TASK PROMPT
In the entries below, find each line with the word "written" and return it.

THE DATA
<<<<

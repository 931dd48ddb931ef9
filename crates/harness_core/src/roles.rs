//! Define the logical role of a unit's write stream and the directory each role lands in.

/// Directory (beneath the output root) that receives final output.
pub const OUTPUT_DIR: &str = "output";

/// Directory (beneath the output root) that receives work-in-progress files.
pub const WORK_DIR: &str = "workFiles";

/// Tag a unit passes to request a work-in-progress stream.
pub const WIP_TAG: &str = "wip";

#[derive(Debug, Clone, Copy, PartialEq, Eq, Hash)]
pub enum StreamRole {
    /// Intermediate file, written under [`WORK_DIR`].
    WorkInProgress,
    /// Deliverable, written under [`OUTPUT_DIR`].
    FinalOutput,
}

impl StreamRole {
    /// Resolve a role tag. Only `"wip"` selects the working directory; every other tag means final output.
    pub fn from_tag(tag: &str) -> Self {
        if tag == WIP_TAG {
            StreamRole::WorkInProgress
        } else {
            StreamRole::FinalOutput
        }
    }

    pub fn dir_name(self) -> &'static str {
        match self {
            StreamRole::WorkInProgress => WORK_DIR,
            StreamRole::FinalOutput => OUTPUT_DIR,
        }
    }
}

>>>>
<<<<

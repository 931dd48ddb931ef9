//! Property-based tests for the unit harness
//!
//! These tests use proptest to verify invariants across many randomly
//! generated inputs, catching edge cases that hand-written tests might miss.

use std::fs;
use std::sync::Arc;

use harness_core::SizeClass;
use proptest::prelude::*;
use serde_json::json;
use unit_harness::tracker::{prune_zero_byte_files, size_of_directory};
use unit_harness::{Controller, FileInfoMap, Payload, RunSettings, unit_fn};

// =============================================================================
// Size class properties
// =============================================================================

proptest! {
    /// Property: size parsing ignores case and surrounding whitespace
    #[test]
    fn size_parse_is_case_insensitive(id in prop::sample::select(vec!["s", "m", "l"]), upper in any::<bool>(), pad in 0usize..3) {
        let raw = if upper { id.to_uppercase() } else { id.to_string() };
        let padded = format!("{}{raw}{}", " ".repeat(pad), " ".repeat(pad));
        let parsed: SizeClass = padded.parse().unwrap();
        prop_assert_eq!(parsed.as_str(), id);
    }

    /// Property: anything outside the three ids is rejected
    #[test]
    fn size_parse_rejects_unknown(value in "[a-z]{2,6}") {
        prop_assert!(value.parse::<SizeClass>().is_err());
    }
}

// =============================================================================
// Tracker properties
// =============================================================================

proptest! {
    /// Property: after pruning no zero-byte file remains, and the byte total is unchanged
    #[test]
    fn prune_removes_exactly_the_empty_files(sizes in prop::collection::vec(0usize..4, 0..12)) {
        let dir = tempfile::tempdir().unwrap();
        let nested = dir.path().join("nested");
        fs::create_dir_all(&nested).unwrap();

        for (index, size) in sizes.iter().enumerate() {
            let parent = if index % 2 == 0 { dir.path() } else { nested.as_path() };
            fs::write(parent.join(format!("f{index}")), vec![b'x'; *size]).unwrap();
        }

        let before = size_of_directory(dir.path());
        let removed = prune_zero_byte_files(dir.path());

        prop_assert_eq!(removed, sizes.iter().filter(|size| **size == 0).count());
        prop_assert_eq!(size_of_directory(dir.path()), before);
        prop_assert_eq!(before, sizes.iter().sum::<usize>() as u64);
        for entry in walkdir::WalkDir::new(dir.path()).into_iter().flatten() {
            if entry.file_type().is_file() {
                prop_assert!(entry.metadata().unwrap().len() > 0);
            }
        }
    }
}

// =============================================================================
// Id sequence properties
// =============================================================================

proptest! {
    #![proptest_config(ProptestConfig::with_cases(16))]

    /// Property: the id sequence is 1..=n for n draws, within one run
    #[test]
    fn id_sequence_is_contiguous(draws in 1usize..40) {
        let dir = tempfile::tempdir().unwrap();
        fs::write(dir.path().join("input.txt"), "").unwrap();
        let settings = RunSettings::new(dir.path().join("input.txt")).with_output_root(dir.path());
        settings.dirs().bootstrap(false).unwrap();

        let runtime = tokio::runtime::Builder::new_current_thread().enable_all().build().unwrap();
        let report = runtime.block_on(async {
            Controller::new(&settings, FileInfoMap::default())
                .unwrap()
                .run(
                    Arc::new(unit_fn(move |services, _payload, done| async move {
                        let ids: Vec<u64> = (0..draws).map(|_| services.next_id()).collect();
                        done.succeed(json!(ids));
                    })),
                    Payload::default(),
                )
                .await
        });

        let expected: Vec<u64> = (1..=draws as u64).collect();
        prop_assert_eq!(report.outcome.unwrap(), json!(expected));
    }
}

>>>>

ANSWER TO THIS EXERCISE
    /// Intermediate file, written under [`WORK_DIR`].
    /// Deliverable, written under [`OUTPUT_DIR`].
//! generated inputs, catching edge cases that hand-written tests might miss.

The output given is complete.